First we're taken by Wall Street then by McChrystal

Reading the Petraeus PhD Thesis and the McChrystal August 09 proposal, one realizes that self-promoters are not necessarily the best COIN experts. Insurgents are people making the best of what's around them to use in order to mobilize local people. Sure, Mao and Lenin and some others gave us the benefit of their experiences but that's not a cookbooks, that's just some men's experiences. Success or failure, as they admit, is not based on what they dream up as an initiative but in large part on how they survive whatever the GOV troops do. Adaptive behavior is key for an insurgent. But for the GOV the task is greater. It must set up a wall of security behind which people must be able to function normally and productively. Any pin-prick by the insurgents becomes a septic infection for the GOV. So its emphasis has to be on prevention. That immediately distinguishes the insurgent, who initiates action and from then on must behave tactically to avoid
destruction, from the GOV that must work at a strategic level to prevent insurgency effectiveness. One would do better studying one's own immune system deals with infection than the new military COIN manual. Petraeus and McChrystal, if you read their works are declarative not analytical. They order reality rather than study it.

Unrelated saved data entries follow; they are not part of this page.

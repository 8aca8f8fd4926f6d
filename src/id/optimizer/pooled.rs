use std::sync::Mutex;

use log::trace;

use crate::core::Result;

use super::{AccessCallback, Optimizer};

#[derive(Debug, Default)]
struct PooledState {
    hi: Option<i64>,
    value: i64,
}

/// The database value is the upper bound of the block
/// `[hi - increment + 1, hi]`.
///
/// When the first value read equals the initial value the sequence was just
/// created: ids start at that value and the block runs up to the next read.
#[derive(Debug)]
pub struct PooledOptimizer {
    increment_size: i64,
    initial_value: i64,
    state: Mutex<PooledState>,
}

impl PooledOptimizer {
    pub fn new(increment_size: i64, initial_value: i64) -> Self {
        Self {
            increment_size,
            initial_value,
            state: Mutex::new(PooledState::default()),
        }
    }
}

impl Optimizer for PooledOptimizer {
    fn generate(&self, callback: &mut dyn AccessCallback) -> Result<i64> {
        let mut state = self.state.lock()?;
        match state.hi {
            None => {
                let first = callback.next_value()?;
                state.value = first;
                if (self.initial_value == -1 && first < self.increment_size)
                    || first == self.initial_value
                {
                    state.hi = Some(callback.next_value()?);
                } else {
                    state.hi = Some(first);
                    state.value = first - self.increment_size + 1;
                }
                trace!("pooled: first block [{}, {:?}]", state.value, state.hi);
            }
            Some(hi) if state.value > hi => {
                let next = callback.next_value()?;
                state.hi = Some(next);
                state.value = next - self.increment_size + 1;
                trace!("pooled: new block [{}, {}]", state.value, next);
            }
            Some(_) => {}
        }
        let id = state.value;
        state.value += 1;
        Ok(id)
    }

    fn increment_size(&self) -> i64 {
        self.increment_size
    }

    fn last_source_value(&self) -> Option<i64> {
        self.state.lock().ok().and_then(|s| s.hi)
    }

    fn applies_increment_to_source(&self) -> bool {
        true
    }
}

#[cfg(test)]
mod tests {
    use super::*;

    fn sequence(start: i64, step: i64) -> impl FnMut() -> Result<i64> {
        let mut next = start;
        move || {
            let v = next;
            next += step;
            Ok(v)
        }
    }

    #[test]
    fn test_fresh_sequence_with_initial_value() {
        let optimizer = PooledOptimizer::new(20, 1);
        let mut calls = 0;
        let mut seq = sequence(1, 20);
        let mut callback = || -> Result<i64> {
            calls += 1;
            seq()
        };

        let ids: Vec<i64> = (0..21).map(|_| optimizer.generate(&mut callback).unwrap()).collect();
        assert_eq!(ids, (1..=21).collect::<Vec<_>>());
        assert_eq!(optimizer.last_source_value(), Some(21));

        assert_eq!(optimizer.generate(&mut callback).unwrap(), 22);
        drop(callback);
        assert_eq!(calls, 3);
        assert_eq!(optimizer.last_source_value(), Some(41));
    }

    #[test]
    fn test_sequence_already_advanced() {
        let optimizer = PooledOptimizer::new(10, 1);
        let mut callback = sequence(51, 10);
        let ids: Vec<i64> = (0..11).map(|_| optimizer.generate(&mut callback).unwrap()).collect();
        assert_eq!(ids, (42..=52).collect::<Vec<_>>());
    }
}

They present a bunch of tactics to respond to assumed enemy tactics, thus inviting tactical change by insurgents to scale a rigid GOV wall. To this the generals offer only surges of more of the same when you really get down to it. The GOV must have a strategy for neutralizing the insurgents. But too often the GOV has got mutually antagonist elements in it, including insurgents. In Afghanistan ALL SIDES are in the GOV, including the insurgents! So far I have seen nothing strategic coming from the Pentagon, just a lot of counter-tactics based on past tactics of the other side. And, in the end, they always call for more troops
because their previous counter-tactics didn't work so the answer is always more kill-power. MORE IS NOT BETTER. Foreign forces always create immune reactions locally and systemically in any nation where sent. How Petraeus got his surge in Iraq and how McChrystal might get his in Afghanistan are infuriating tales of political pressure on a helpless President from generals and their propaganda teams at home (bordering on the illegal). It is not an army that goes to war but a nation. This nation doesn't want to go to Afghanistan anymore so McChrystal better level with the people who will have not bear the burden as the Pentagon did during the Vietnam War: WITH TEACH-INS and with meaningful dialogue, not propaganda monologue as he did on 60 MINUTES (how smart was the CBC correspondent questioning him is shown by the fact that he wore body armor but no helmet). The generals are betting that the nation wants much more not to lose than to stop wasting life and
treasure. So they present their proposals as ANTI-DEFEAT MEASURES rather than means to victory. Nothing could be further from the truth. We might come much closer to wining by getting out than sending in more troops. But this is not discussed because our mediocre generals control the discussion with their think-tank propagandists. This so called War on Terror is what will make the USA a totalitarian country. First we give Wall Street lots of money, then we give lots more to the Pentagon, both let do as they please by a Congress bought and sold. But what backs up those dollars: THE SOVEREIGNTY WE SURRENDER TO CHINA IN EXCHANGE FOR BACKING OUR CURRENCY. Soon we will wake up reversing our notions of who won the Cold War because our strategy dumb and tactical "more is better" generals got their way. China is still carrying war by other means against us shooting dollars from the barrel of its gun.